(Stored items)
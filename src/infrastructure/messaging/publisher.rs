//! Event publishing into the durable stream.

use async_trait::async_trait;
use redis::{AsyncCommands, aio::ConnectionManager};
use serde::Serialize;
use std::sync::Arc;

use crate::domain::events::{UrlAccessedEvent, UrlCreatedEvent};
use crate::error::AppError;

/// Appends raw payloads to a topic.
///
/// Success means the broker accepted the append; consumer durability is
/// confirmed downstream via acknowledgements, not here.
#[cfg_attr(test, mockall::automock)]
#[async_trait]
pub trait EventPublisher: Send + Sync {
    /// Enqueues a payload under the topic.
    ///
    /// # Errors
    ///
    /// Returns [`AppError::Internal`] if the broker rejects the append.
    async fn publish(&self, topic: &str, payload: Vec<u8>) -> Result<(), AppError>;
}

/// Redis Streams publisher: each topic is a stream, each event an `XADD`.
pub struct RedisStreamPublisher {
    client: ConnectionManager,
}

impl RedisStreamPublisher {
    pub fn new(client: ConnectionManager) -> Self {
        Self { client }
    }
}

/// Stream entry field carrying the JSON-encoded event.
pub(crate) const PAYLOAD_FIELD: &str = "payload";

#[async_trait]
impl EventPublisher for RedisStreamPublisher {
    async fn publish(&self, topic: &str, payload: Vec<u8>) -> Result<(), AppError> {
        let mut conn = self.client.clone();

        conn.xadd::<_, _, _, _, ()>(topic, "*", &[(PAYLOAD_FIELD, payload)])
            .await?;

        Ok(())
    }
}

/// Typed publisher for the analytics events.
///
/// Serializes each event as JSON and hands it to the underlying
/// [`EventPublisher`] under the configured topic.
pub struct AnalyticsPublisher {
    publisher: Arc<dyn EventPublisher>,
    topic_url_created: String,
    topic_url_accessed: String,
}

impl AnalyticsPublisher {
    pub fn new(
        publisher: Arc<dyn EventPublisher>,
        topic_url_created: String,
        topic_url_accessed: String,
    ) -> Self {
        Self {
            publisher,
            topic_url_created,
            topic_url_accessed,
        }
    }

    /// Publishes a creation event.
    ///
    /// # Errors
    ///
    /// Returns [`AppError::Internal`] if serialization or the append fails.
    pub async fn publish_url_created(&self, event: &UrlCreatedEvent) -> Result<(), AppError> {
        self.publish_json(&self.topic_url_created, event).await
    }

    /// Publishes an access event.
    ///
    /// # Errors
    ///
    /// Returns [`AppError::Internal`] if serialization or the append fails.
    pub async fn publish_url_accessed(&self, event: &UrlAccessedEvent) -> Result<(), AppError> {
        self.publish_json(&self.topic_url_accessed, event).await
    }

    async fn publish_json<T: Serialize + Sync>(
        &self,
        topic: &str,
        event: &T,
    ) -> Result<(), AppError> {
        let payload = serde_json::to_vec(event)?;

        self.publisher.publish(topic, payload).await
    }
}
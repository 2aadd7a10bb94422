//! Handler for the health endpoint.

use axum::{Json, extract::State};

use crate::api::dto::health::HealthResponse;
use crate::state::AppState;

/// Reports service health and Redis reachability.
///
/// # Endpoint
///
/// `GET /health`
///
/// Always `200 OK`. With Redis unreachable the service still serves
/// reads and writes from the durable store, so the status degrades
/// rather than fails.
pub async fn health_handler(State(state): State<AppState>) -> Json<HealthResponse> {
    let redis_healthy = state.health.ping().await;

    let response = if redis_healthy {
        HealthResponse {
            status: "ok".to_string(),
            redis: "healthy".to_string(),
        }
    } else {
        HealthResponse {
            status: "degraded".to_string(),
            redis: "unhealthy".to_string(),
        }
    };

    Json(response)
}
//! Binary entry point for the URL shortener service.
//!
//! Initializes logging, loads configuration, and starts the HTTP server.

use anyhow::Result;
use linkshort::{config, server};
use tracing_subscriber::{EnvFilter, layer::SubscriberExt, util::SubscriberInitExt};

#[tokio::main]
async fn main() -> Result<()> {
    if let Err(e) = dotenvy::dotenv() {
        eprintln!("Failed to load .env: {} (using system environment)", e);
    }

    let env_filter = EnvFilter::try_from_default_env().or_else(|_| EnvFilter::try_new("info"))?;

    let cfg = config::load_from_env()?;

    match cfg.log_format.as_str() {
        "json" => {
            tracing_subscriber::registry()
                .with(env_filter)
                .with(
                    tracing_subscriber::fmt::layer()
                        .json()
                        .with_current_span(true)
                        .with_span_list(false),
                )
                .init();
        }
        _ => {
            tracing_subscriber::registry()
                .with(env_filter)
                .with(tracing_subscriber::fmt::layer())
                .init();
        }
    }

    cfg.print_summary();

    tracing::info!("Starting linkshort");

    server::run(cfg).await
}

Work to complete: Repeat every entry exactly as written above.

Task response:
filename src/infrastructure/messaging/publisher.rs
//! Event publishing into the durable stream.

use async_trait::async_trait;
use redis::{AsyncCommands, aio::ConnectionManager};
use serde::Serialize;
use std::sync::Arc;

use crate::domain::events::{UrlAccessedEvent, UrlCreatedEvent};
use crate::error::AppError;

/// Appends raw payloads to a topic.
///
/// Success means the broker accepted the append; consumer durability is
/// confirmed downstream via acknowledgements, not here.
#[cfg_attr(test, mockall::automock)]
#[async_trait]
pub trait EventPublisher: Send + Sync {
    /// Enqueues a payload under the topic.
    ///
    /// # Errors
    ///
    /// Returns [`AppError::Internal`] if the broker rejects the append.
    async fn publish(&self, topic: &str, payload: Vec<u8>) -> Result<(), AppError>;
}

/// Redis Streams publisher: each topic is a stream, each event an `XADD`.
pub struct RedisStreamPublisher {
    client: ConnectionManager,
}

impl RedisStreamPublisher {
    pub fn new(client: ConnectionManager) -> Self {
        Self { client }
    }
}

/// Stream entry field carrying the JSON-encoded event.
pub(crate) const PAYLOAD_FIELD: &str = "payload";

#[async_trait]
impl EventPublisher for RedisStreamPublisher {
    async fn publish(&self, topic: &str, payload: Vec<u8>) -> Result<(), AppError> {
        let mut conn = self.client.clone();

        conn.xadd::<_, _, _, _, ()>(topic, "*", &[(PAYLOAD_FIELD, payload)])
            .await?;

        Ok(())
    }
}

/// Typed publisher for the analytics events.
///
/// Serializes each event as JSON and hands it to the underlying
/// [`EventPublisher`] under the configured topic.
pub struct AnalyticsPublisher {
    publisher: Arc<dyn EventPublisher>,
    topic_url_created: String,
    topic_url_accessed: String,
}

impl AnalyticsPublisher {
    pub fn new(
        publisher: Arc<dyn EventPublisher>,
        topic_url_created: String,
        topic_url_accessed: String,
    ) -> Self {
        Self {
            publisher,
            topic_url_created,
            topic_url_accessed,
        }
    }

    /// Publishes a creation event.
    ///
    /// # Errors
    ///
    /// Returns [`AppError::Internal`] if serialization or the append fails.
    pub async fn publish_url_created(&self, event: &UrlCreatedEvent) -> Result<(), AppError> {
        self.publish_json(&self.topic_url_created, event).await
    }

    /// Publishes an access event.
    ///
    /// # Errors
    ///
    /// Returns [`AppError::Internal`] if serialization or the append fails.
    pub async fn publish_url_accessed(&self, event: &UrlAccessedEvent) -> Result<(), AppError> {
        self.publish_json(&self.topic_url_accessed, event).await
    }

    async fn publish_json<T: Serialize + Sync>(
        &self,
        topic: &str,
        event: &T,
    ) -> Result<(), AppError> {
        let payload = serde_json::to_vec(event)?;

        self.publisher.publish(topic, payload).await
    }
}
repository 2aadd7a10bb94422
//! Handler for the health endpoint.

use axum::{Json, extract::State};

use crate::api::dto::health::HealthResponse;
use crate::state::AppState;

/// Reports service health and Redis reachability.
///
/// # Endpoint
///
/// `GET /health`
///
/// Always `200 OK`. With Redis unreachable the service still serves
/// reads and writes from the durable store, so the status degrades
/// rather than fails.
pub async fn health_handler(State(state): State<AppState>) -> Json<HealthResponse> {
    let redis_healthy = state.health.ping().await;

    let response = if redis_healthy {
        HealthResponse {
            status: "ok".to_string(),
            redis: "healthy".to_string(),
        }
    } else {
        HealthResponse {
            status: "degraded".to_string(),
            redis: "unhealthy".to_string(),
        }
    };

    Json(response)
}
//! Binary entry point for the URL shortener service.
//!
//! Initializes logging, loads configuration, and starts the HTTP server.

use anyhow::Result;
use linkshort::{config, server};
use tracing_subscriber::{EnvFilter, layer::SubscriberExt, util::SubscriberInitExt};

#[tokio::main]
async fn main() -> Result<()> {
    if let Err(e) = dotenvy::dotenv() {
        eprintln!("Failed to load .env: {} (using system environment)", e);
    }

    let env_filter = EnvFilter::try_from_default_env().or_else(|_| EnvFilter::try_new("info"))?;

    let cfg = config::load_from_env()?;

    match cfg.log_format.as_str() {
        "json" => {
            tracing_subscriber::registry()
                .with(env_filter)
                .with(
                    tracing_subscriber::fmt::layer()
                        .json()
                        .with_current_span(true)
                        .with_span_list(false),
                )
                .init();
        }
        _ => {
            tracing_subscriber::registry()
                .with(env_filter)
                .with(tracing_subscriber::fmt::layer())
                .init();
        }
    }

    cfg.print_summary();

    tracing::info!("Starting linkshort");

    server::run(cfg).await
}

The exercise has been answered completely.